PLF 2020

Le glas sonne pour l’exonération des contrats souscrits avant 1983

Les députés ont choisi de fiscaliser les produits afférents aux nouvelles primes versées
Le traitement des primes déjà versées et des contrats sur lesquels aucune opération n’est réalisée est inchangé

Le 16 octobre dernier, l’Assemblée nationale a adopté, en séance publique, un amendement (n°I-2680) permettant de réintégrer pour l’avenir dans le régime classique de l’assurance-vie, les contrats d'assurance vie souscrits avant 1983. Une mesure qui procède, selon les députés, à des corrections techniques à la suite de l’adoption de l’article 72 de la loi Pacte.

Cette modification n'affecterait pas le traitement fiscal des contrats sur lesquels aucune opération nouvelle n’est effectuée.

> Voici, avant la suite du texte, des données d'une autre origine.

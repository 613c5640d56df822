//! Validation rule generator: independent passes run against one operation
//! immediately before execution.
//!
//! ## Passes
//! - **pagination_rule**: `first`/`last` presence and bounds on capped connections
//! - **cost_rule**: accumulated cost against the ceiling, reported to an observer
//! - **depth_rule**: lexical selection nesting depth
//!
//! The batch guard in **batch** runs before any pass, regardless of license state.

pub mod batch;
pub mod context;
pub mod cost_rule;
pub mod depth_rule;
pub mod operation;
pub mod pagination_rule;
pub(crate) mod walker;

use async_graphql_parser::types::ExecutableDocument;
use async_graphql_parser::Pos;
use async_graphql_value::ConstValue;
use costgate_core::GovernanceErrorCode;
use rustc_hash::FxHashMap;
use serde::Serialize;

pub use batch::{check_batch_size, BatchError};
pub use context::{generate_rules, RuleContext, RuleReport, ValidationRule};
pub use cost_rule::CostLimitRule;
pub use depth_rule::DepthLimitRule;
pub use operation::select_operation;
pub use pagination_rule::PaginationBoundsRule;

/// Already-coerced variable values keyed by variable name.
pub type VariableValues = FxHashMap<String, ConstValue>;

/// One operation as handed over by the transport.
#[derive(Debug, Clone, Copy)]
pub struct OperationRequest<'a> {
    pub document: &'a ExecutableDocument,
    pub operation_name: Option<&'a str>,
    pub variables: &'a VariableValues,
}

#[derive(Debug, Clone, Copy, PartialEq, Eq, Serialize)]
pub struct Location {
    pub line: usize,
    pub column: usize,
}

impl From<Pos> for Location {
    fn from(pos: Pos) -> Self {
        Self {
            line: pos.line,
            column: pos.column,
        }
    }
}

/// A structured rejection, shaped for a GraphQL `errors` array entry.
#[derive(Debug, Clone, PartialEq, Serialize)]
pub struct ValidationError {
    pub code: &'static str,
    pub message: String,
    /// Response keys from the operation root to the offending field.
    #[serde(skip_serializing_if = "Vec::is_empty")]
    pub path: Vec<String>,
    #[serde(skip_serializing_if = "Vec::is_empty")]
    pub locations: Vec<Location>,
}

impl ValidationError {
    pub fn new(code: &'static str, message: impl Into<String>) -> Self {
        Self {
            code,
            message: message.into(),
            path: Vec::new(),
            locations: Vec::new(),
        }
    }

    pub fn at(mut self, path: &[String], pos: Pos) -> Self {
        self.path = path.to_vec();
        self.locations = vec![pos.into()];
        self
    }
}

impl GovernanceErrorCode for ValidationError {
    fn error_code(&self) -> &'static str {
        self.code
    }
}

impl std::fmt::Display for ValidationError {
    fn fmt(&self, f: &mut std::fmt::Formatter<'_>) -> std::fmt::Result {
        write!(f, "[{}] {}", self.code, self.message)?;
        if !self.path.is_empty() {
            write!(f, " at {}", self.path.join("."))?;
        }
        Ok(())
    }
}

/// Result of validating one operation.
#[derive(Debug, Clone, PartialEq, Default, Serialize)]
pub struct ValidationOutcome {
    pub errors: Vec<ValidationError>,
    /// Present when computed cost exposure is enabled and the cost pass ran.
    #[serde(skip_serializing_if = "Option::is_none")]
    pub computed_cost: Option<f64>,
    /// False when an invalid license disabled every pass.
    pub protections_active: bool,
}

impl ValidationOutcome {
    pub fn is_ok(&self) -> bool {
        self.errors.is_empty()
    }

    pub fn has_code(&self, code: &str) -> bool {
        self.errors.iter().any(|e| e.code == code)
    }
}
//! Granted-feature bits carried in the license payload.

use serde::{Deserialize, Serialize};

/// Features a license can grant.
#[derive(Debug, Clone, Copy, PartialEq, Eq, Hash, Serialize, Deserialize)]
pub enum GatedFeature {
    /// Cost, pagination and depth enforcement on GraphQL operations.
    GraphqlProtections,
}

impl GatedFeature {
    pub fn bit(&self) -> u64 {
        match self {
            Self::GraphqlProtections => 1 << 1,
        }
    }
}

/// Raw granted-feature bitset. Unknown bits are preserved and ignored.
#[derive(Debug, Clone, Copy, PartialEq, Eq, Default, Serialize, Deserialize)]
#[serde(transparent)]
pub struct FeatureSet(pub u64);

impl FeatureSet {
    pub fn from_features(features: &[GatedFeature]) -> Self {
        Self(features.iter().fold(0, |acc, f| acc | f.bit()))
    }

    pub fn contains(&self, feature: GatedFeature) -> bool {
        self.0 & feature.bit() == feature.bit()
    }
}
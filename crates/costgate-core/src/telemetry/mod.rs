//! Cost telemetry: the observability callback for computed operation costs.

pub mod collector;

pub use collector::{CostCollector, CostObserver, CostReport, NoopCostObserver};
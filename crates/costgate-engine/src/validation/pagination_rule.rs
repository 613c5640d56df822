//! Pagination presence and bounds on capped connections.

use async_graphql_parser::types::{Field, SelectionSet};
use async_graphql_parser::Positioned;
use costgate_core::errors::error_code;
use costgate_core::Limit;

use super::context::{RuleContext, RuleReport, ValidationRule};
use super::walker::{self, FieldPath, TypedVisitor};
use super::ValidationError;
use crate::cost::LimitArg;
use crate::schema::{DecoratedField, FieldRole};

/// Rejects missing, negative or over-cap `first` / `last` arguments.
#[derive(Debug, Clone, Copy)]
pub struct PaginationBoundsRule {
    /// Cap for fields without a `paginationCap` tag.
    default_cap: Limit,
}

impl PaginationBoundsRule {
    pub fn new(default_cap: Limit) -> Self {
        Self { default_cap }
    }
}

impl ValidationRule for PaginationBoundsRule {
    fn name(&self) -> &'static str {
        "pagination_bounds"
    }

    fn check(&self, ctx: &RuleContext<'_>, report: &mut RuleReport) {
        let Some(root) = ctx.root_type() else {
            return;
        };
        let mut visitor = BoundsVisitor {
            default_cap: self.default_cap,
            errors: &mut report.errors,
        };
        walker::walk(
            ctx,
            &mut visitor,
            root,
            &ctx.operation.node.selection_set.node,
            &(),
            &mut FieldPath::new(),
            &mut Vec::new(),
        );
    }
}

struct BoundsVisitor<'r> {
    default_cap: Limit,
    errors: &'r mut Vec<ValidationError>,
}

impl<'a> TypedVisitor<'a> for BoundsVisitor<'_> {
    type Frame = ();

    fn visit_field(
        &mut self,
        ctx: &RuleContext<'a>,
        field: &'a Positioned<Field>,
        def: Option<&'a DecoratedField>,
        path: &[String],
        _frame: &(),
    ) -> Option<()> {
        let Some(spec) = def.and_then(|d| d.cap).map(|c| c.with_default(self.default_cap)) else {
            return Some(());
        };
        // Only bounded connections are checked, and selecting the total count
        // forces a full scan anyway.
        if !spec.requires_limit() || selects_total_count(ctx, def, &field.node.selection_set.node) {
            return Some(());
        }
        let args = walker::limit_args(&field.node, ctx.variables);
        let name = field.node.name.node.as_str();

        for (argument, arg) in args.named() {
            let error = match arg {
                LimitArg::Absent => continue,
                LimitArg::Invalid(value) => ValidationError::new(
                    error_code::PAGINATION_ARGUMENT_INVALID,
                    format!("`{argument}` on `{name}` must be a non-negative integer, got {value}"),
                ),
                LimitArg::Int(n) if *n < 0 => ValidationError::new(
                    error_code::PAGINATION_ARGUMENT_INVALID,
                    format!("`{argument}` on `{name}` must be a non-negative integer, got {n}"),
                ),
                LimitArg::Int(n) => match spec.cap {
                    Limit::Max(cap) if (*n as u64) > cap => ValidationError::new(
                        error_code::PAGINATION_CAP_EXCEEDED,
                        format!("`{argument}: {n}` on `{name}` exceeds the pagination cap of {cap}"),
                    ),
                    _ => continue,
                },
            };
            self.errors.push(error.at(path, field.pos));
        }

        if !args.is_supplied() {
            self.errors.push(
                ValidationError::new(
                    error_code::PAGINATION_ARGUMENT_MISSING,
                    format!("`{name}` requires `first` or `last` (pagination cap is {})", spec.cap),
                )
                .at(path, field.pos),
            );
        }
        Some(())
    }
}

/// Whether the connection's own selection set asks for its total count.
fn selects_total_count<'a>(ctx: &RuleContext<'a>, def: Option<&DecoratedField>, set: &'a SelectionSet) -> bool {
    def.is_some_and(|def| {
        walker::selects_field(
            ctx,
            def.def.type_name.as_str(),
            set,
            &|f| f.def.meta.role == FieldRole::TotalCount,
            &mut Vec::new(),
        )
    })
}
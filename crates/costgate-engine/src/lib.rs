//! # costgate-engine
//!
//! Pre-execution governance for GraphQL operations over a database-derived schema.
//! Decorates a schema once with per-field cost functions and pagination caps,
//! then validates each operation (pagination bounds, cost ceiling, depth) and
//! picks the connection pool that should execute it.

pub mod cost;
pub mod engine;
pub mod pagination;
pub mod routing;
pub mod schema;
pub mod validation;

pub use engine::GovernanceEngine;
pub use routing::{OperationKind, PoolRouter, PoolSelection, RouteDecision};
pub use schema::{DecoratedSchema, FieldDef, FieldMeta, ObjectType, SchemaModel};
pub use validation::{OperationRequest, ValidationError, ValidationOutcome, VariableValues};
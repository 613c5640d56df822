//! Numeric limits with the `-1` "disabled" sentinel.

use serde::Serialize;

use crate::errors::ConfigError;

/// A configured ceiling. `-1` in configuration means `Unlimited`.
#[derive(Debug, Clone, Copy, PartialEq, Eq, Serialize)]
pub enum Limit {
    Unlimited,
    Max(u64),
}

impl Limit {
    /// Parse a raw setting. `-1` is the unbounded sentinel; anything lower is rejected.
    pub fn from_setting(setting: &'static str, value: i64) -> Result<Self, ConfigError> {
        match value {
            -1 => Ok(Self::Unlimited),
            v if v < -1 => Err(ConfigError::InvalidLimit {
                setting,
                value,
                reason: "must be -1 (disabled) or a non-negative integer",
            }),
            v => Ok(Self::Max(v as u64)),
        }
    }

    pub fn is_unlimited(&self) -> bool {
        matches!(self, Self::Unlimited)
    }

    /// The finite bound, if any.
    pub fn max(&self) -> Option<u64> {
        match self {
            Self::Unlimited => None,
            Self::Max(n) => Some(*n),
        }
    }

    /// Inclusive check: a value equal to the ceiling is allowed.
    pub fn allows(&self, value: u64) -> bool {
        match self {
            Self::Unlimited => true,
            Self::Max(n) => value <= *n,
        }
    }

    /// Inclusive check for fractional quantities such as accumulated cost.
    pub fn allows_f64(&self, value: f64) -> bool {
        match self {
            Self::Unlimited => true,
            Self::Max(n) => value <= *n as f64,
        }
    }
}

impl std::fmt::Display for Limit {
    fn fmt(&self, f: &mut std::fmt::Formatter<'_>) -> std::fmt::Result {
        match self {
            Self::Unlimited => write!(f, "unlimited"),
            Self::Max(n) => write!(f, "{}", n),
        }
    }
}

#[cfg(test)]
mod tests {
    use super::*;

    #[test]
    fn minus_one_is_unlimited() {
        assert_eq!(Limit::from_setting("x", -1).unwrap(), Limit::Unlimited);
        assert!(Limit::Unlimited.allows(u64::MAX));
    }

    #[test]
    fn below_minus_one_is_rejected() {
        let err = Limit::from_setting("graphql_depth_limit", -2).unwrap_err();
        assert!(err.to_string().contains("graphql_depth_limit"));
    }

    #[test]
    fn ceiling_is_inclusive() {
        let limit = Limit::from_setting("x", 30_000).unwrap();
        assert!(limit.allows(30_000));
        assert!(!limit.allows(30_001));
        assert!(limit.allows_f64(30_000.0));
        assert!(!limit.allows_f64(30_000.5));
    }
}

Dans le détail, les produits afférents aux nouvelles primes versées sur ces contrats seraient soumis au prélèvement forfaitaire libératoire de 7,5 %, après application des abattements de 4.600 euros ou 9.200 euros. Le traitement fiscal des produits attachés à des primes déjà versées ne serait pas modifié. Le présent amendement est par ailleurs sans incidence sur l’application des prélèvements sociaux, qui sont déjà prélevés sur les contrats souscrits avant le 1er janvier 1983.

Jusqu’à présent, ces contrats bénéficiaient d’un régime fiscal encore plus dérogatoire puisqu’en cas de rachat total ou partiel, les produits générés par l’opération étaient complètement exonérés d’impôt sur le revenu, et ce, quelle que soit la date de versement des primes (avant ou après 1983).

La loi de finances pour 1983 avait pour la première fois soumis les produits des contrats d’assurance-vie à l’impôt sur le revenu. Seuls les contrats ouverts à compter du 1er janvier 1983 étaient visés. Les contrats antérieurs à cette date demeuraient exonérés d’impôt sur le revenu, y compris à raison des nouvelles primes versées sur le contrat.

Les députés soulignent que « cet avantage historique est devenu d’autant plus dérogatoire que le régime fiscal de l’assurance vie a été progressivement rapproché du droit commun - notamment par l’institution de la flat tax ».

Pour atténuer la portée de cette mesure, les députés ajoutent « que le stock de ces anciens contrats étant appelé à s’éteindre au décès de leur assuré, la possibilité d’adjoindre un nouvel assuré au contrat, notamment par le mécanisme de la co-souscription, permet potentiellement de les pérenniser sans remise en cause de leur antériorité fiscale ».